Hayabusa asteroid sample returns
Hayabusa launched in 2003, reached the asteroid Itokawa in 2005, and in June 2010 delivered the first samples ever collected from an asteroid, despite fuel leaks, failed reaction wheels, and a damaged sampler. Hayabusa2 followed in 2014 with a more ambitious plan at the carbon-rich asteroid Ryugu: it fired a copper impactor to expose subsurface material, collected two samples, and returned 5.4 grams to Australia in December 2020. Analysis of the Ryugu grains found amino acids and other organic compounds, informing theories about the delivery of water and organics to early Earth. The spacecraft is now on an extended cruise toward the tiny asteroid 1998 KY26, with arrival planned in 2031.[1]
H3 and launch vehicles
The H3, developed with Mitsubishi Heavy Industries, is Japan's new flagship rocket, replacing the H-IIA, which retired in June 2025 after 50 flights. H3's debut in March 2023 failed when the second stage did not ignite, but the vehicle recovered with a string of successes from February 2024 onward, lofting payloads that included navigation, reconnaissance, and Earth observation satellites and the first HTV-X.[5]

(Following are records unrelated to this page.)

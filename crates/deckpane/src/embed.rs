//! Preview pane for the host's split editor. The host owns the text and
//! saves it; the pane only renders what it is given.

use std::sync::Arc;

use crate::constants::{PLUGIN_ID, STATE_KEY};
use crate::controller::{ControllerOptions, HostRequest, PreviewController};
use crate::engine::EngineService;
use crate::error::StoreError;
use crate::fullscreen::{FullscreenPlatform, NoFullscreen};
use crate::host::{KvStore, Surface};
use crate::state::PersistedRecord;

/// The shared document behind the split editor.
pub trait DocumentBridge {
    fn get_content(&self) -> String;
    fn set_content(&mut self, text: &str);
}

/// Copy a deck saved by the standalone preview into an empty shared document.
/// Returns whether anything was copied.
pub async fn migrate_persisted_content(
    bridge: &mut dyn DocumentBridge,
    store: &dyn KvStore,
    doc_id: &str,
    token: Option<&str>,
) -> Result<bool, StoreError> {
    if !bridge.get_content().trim().is_empty() {
        return Ok(false);
    }
    let value = store.get(PLUGIN_ID, doc_id, STATE_KEY, token).await?;
    let Some(record) = value.and_then(PersistedRecord::from_value) else {
        return Ok(false);
    };
    if record.markdown.trim().is_empty() {
        return Ok(false);
    }
    log::info!("migrating saved deck into document {doc_id}");
    bridge.set_content(&record.markdown);
    Ok(true)
}

pub struct SplitPreview<S: Surface, F: FullscreenPlatform = NoFullscreen> {
    controller: PreviewController<S, F>,
    migration_done: bool,
}

impl<S: Surface, F: FullscreenPlatform> SplitPreview<S, F> {
    /// Create and mount a pane for `doc_id`.
    pub fn new(
        doc_id: impl Into<String>,
        engine: Arc<EngineService>,
        surface: S,
        fullscreen: F,
        options: ControllerOptions,
    ) -> Self {
        let mut controller =
            PreviewController::embedded(Some(doc_id.into()), engine, surface, fullscreen, options);
        controller.mount();
        Self {
            controller,
            migration_done: false,
        }
    }

    pub fn update(&mut self, content: &str) {
        self.controller.set_content(content);
    }

    /// First-mount migration. Later calls do nothing.
    pub async fn on_document_ready(
        &mut self,
        bridge: &mut dyn DocumentBridge,
        store: &dyn KvStore,
        token: Option<&str>,
    ) -> bool {
        if std::mem::replace(&mut self.migration_done, true) {
            return false;
        }
        let Some(doc_id) = self.controller.state().doc_id.clone() else {
            return false;
        };
        match migrate_persisted_content(bridge, store, &doc_id, token).await {
            Ok(true) => {
                self.update(&bridge.get_content());
                true
            }
            Ok(false) => false,
            Err(e) => {
                log::warn!("content migration failed: {e}");
                false
            }
        }
    }

    pub fn on_frame(&mut self) {
        self.controller.on_frame();
    }

    pub fn engine_ready(&mut self) {
        self.controller.engine_ready();
    }

    pub fn take_requests(&mut self) -> Vec<HostRequest> {
        self.controller.take_requests()
    }

    pub fn controller(&self) -> &PreviewController<S, F> {
        &self.controller
    }

    pub fn controller_mut(&mut self) -> &mut PreviewController<S, F> {
        &mut self.controller
    }

    pub fn dispose(&mut self) {
        self.controller.unmount();
    }
}

#[cfg(test)]
mod tests {
    use super::*;
    use crate::engine::{RenderEngine, RenderResult};
    use crate::error::{ExportError, RenderError};
    use crate::host::ToastLevel;
    use crate::reconcile::ViewModel;
    use crate::store::MemoryStore;
    use serde_json::json;

    #[derive(Default)]
    struct Views(Vec<ViewModel>);

    impl Surface for Views {
        fn present(&mut self, view: &ViewModel) {
            self.0.push(view.clone());
        }
        fn sync_editor(&mut self, _markdown: &str) {
            panic!("embedded pane must not touch the host editor");
        }
        fn focus_stage(&mut self) {}
        fn toast(&mut self, _level: ToastLevel, _message: &str) {}
        fn print_document(&mut self, _html: &str) -> Result<(), ExportError> {
            Ok(())
        }
    }

    struct Count;

    impl RenderEngine for Count {
        fn render(&self, markdown: &str) -> Result<RenderResult, RenderError> {
            let html = markdown
                .split("---")
                .map(|_| "<svg data-marpit-svg=\"\"></svg>")
                .collect();
            Ok(RenderResult {
                html,
                css: String::new(),
            })
        }
    }

    struct Doc(String);

    impl DocumentBridge for Doc {
        fn get_content(&self) -> String {
            self.0.clone()
        }
        fn set_content(&mut self, text: &str) {
            self.0 = text.to_string();
        }
    }

    fn pane() -> SplitPreview<Views> {
        let engine = Arc::new(EngineService::preloaded(Arc::new(Count)));
        SplitPreview::new(
            "deck",
            engine,
            Views::default(),
            NoFullscreen,
            ControllerOptions::default(),
        )
    }

    #[test]
    fn test_update_renders_without_saving() {
        let mut pane = pane();
        assert!(!pane.controller().state().loading);
        pane.update("a---b");
        pane.on_frame();
        assert_eq!(pane.controller().state().slide_count(), 2);
        assert!(pane.take_requests().is_empty());
        assert_eq!(pane.controller().view().status, None);
    }

    #[test]
    fn test_dispose_stops_rendering() {
        let mut pane = pane();
        pane.update("a");
        pane.dispose();
        pane.on_frame();
        assert_eq!(pane.controller().state().slide_count(), 0);
    }

    #[tokio::test]
    async fn test_migration_fills_empty_document_once() {
        let store = MemoryStore::default();
        store
            .put(PLUGIN_ID, "deck", STATE_KEY, json!({ "markdown": "# Saved" }), None)
            .await
            .unwrap();

        let mut pane = pane();
        let mut doc = Doc(String::new());
        assert!(pane.on_document_ready(&mut doc, &store, None).await);
        assert_eq!(doc.0, "# Saved");

        doc.0.clear();
        assert!(!pane.on_document_ready(&mut doc, &store, None).await);
        assert!(doc.0.is_empty());
    }

    #[tokio::test]
    async fn test_migration_keeps_existing_content() {
        let store = MemoryStore::default();
        store
            .put(PLUGIN_ID, "deck", STATE_KEY, json!({ "markdown": "# Saved" }), None)
            .await
            .unwrap();
        let mut doc = Doc("# Shared".to_string());
        let migrated = migrate_persisted_content(&mut doc, &store, "deck", None)
            .await
            .unwrap();
        assert!(!migrated);
        assert_eq!(doc.0, "# Shared");
    }
}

| H3 configuration | First stage engines | Solid boosters | First flight |
|---|---|---|---|
| H3-22S/22L | 2 x LE-9 | 2 | March 2023 |
| H3-24L/24W | 2 x LE-9 | 4 | October 2025 |
| H3-30S | 3 x LE-9 | 0 | June 2026 |
A setback came on December 22, 2025, when an H3-22S failed in flight; investigators suspect the payload support structure broke away after fairing separation and damaged the second stage's liquid hydrogen tank. The rocket returned to flight on June 12, 2026, with the first all-liquid H3-30 configuration, which placed six small satellites into a 580-kilometer orbit.[5][6] JAXA is separately developing the small solid-fuel Epsilon S, whose return to flight has been delayed by motor test failures.
MMX Phobos sample return
Martian Moons eXploration (MMX) is JAXA's next flagship. The spacecraft arrived at Tanegashima on March 31, 2026, for a planned launch on an H3 in the late-2026 window, around November, reaching Mars orbit in 2027.[2] MMX will spend about three years studying Phobos and Deimos, land on Phobos at least once to collect more than 10 grams of surface material, and deploy a small rover built by the French and German space agencies. Its instruments include MEGANE, a gamma-ray and neutron spectrometer contributed by NASA. The return module is scheduled to bring the samples to Earth in Japanese fiscal year 2031, which would be the first material ever returned from the Martian system, and should settle whether Phobos is a captured asteroid or debris from a giant impact on Mars.[2][7]
ISS contributions and human spaceflight
JAXA supplied the International Space Station's largest laboratory, Kibo, launched across 2008-2009, and resupplied the outpost with nine HTV "Kounotori" freighters between 2009 and 2020. Its successor, HTV-X, is larger and can keep payloads powered until berthing. HTV-X1 launched on an H3 on October 26, 2025, carrying about 5.8 tonnes of supplies, was captured by JAXA astronaut Kimiya Yui with the station's robotic arm four days later, and completed its mission with a destructive reentry in May 2026.[3][8]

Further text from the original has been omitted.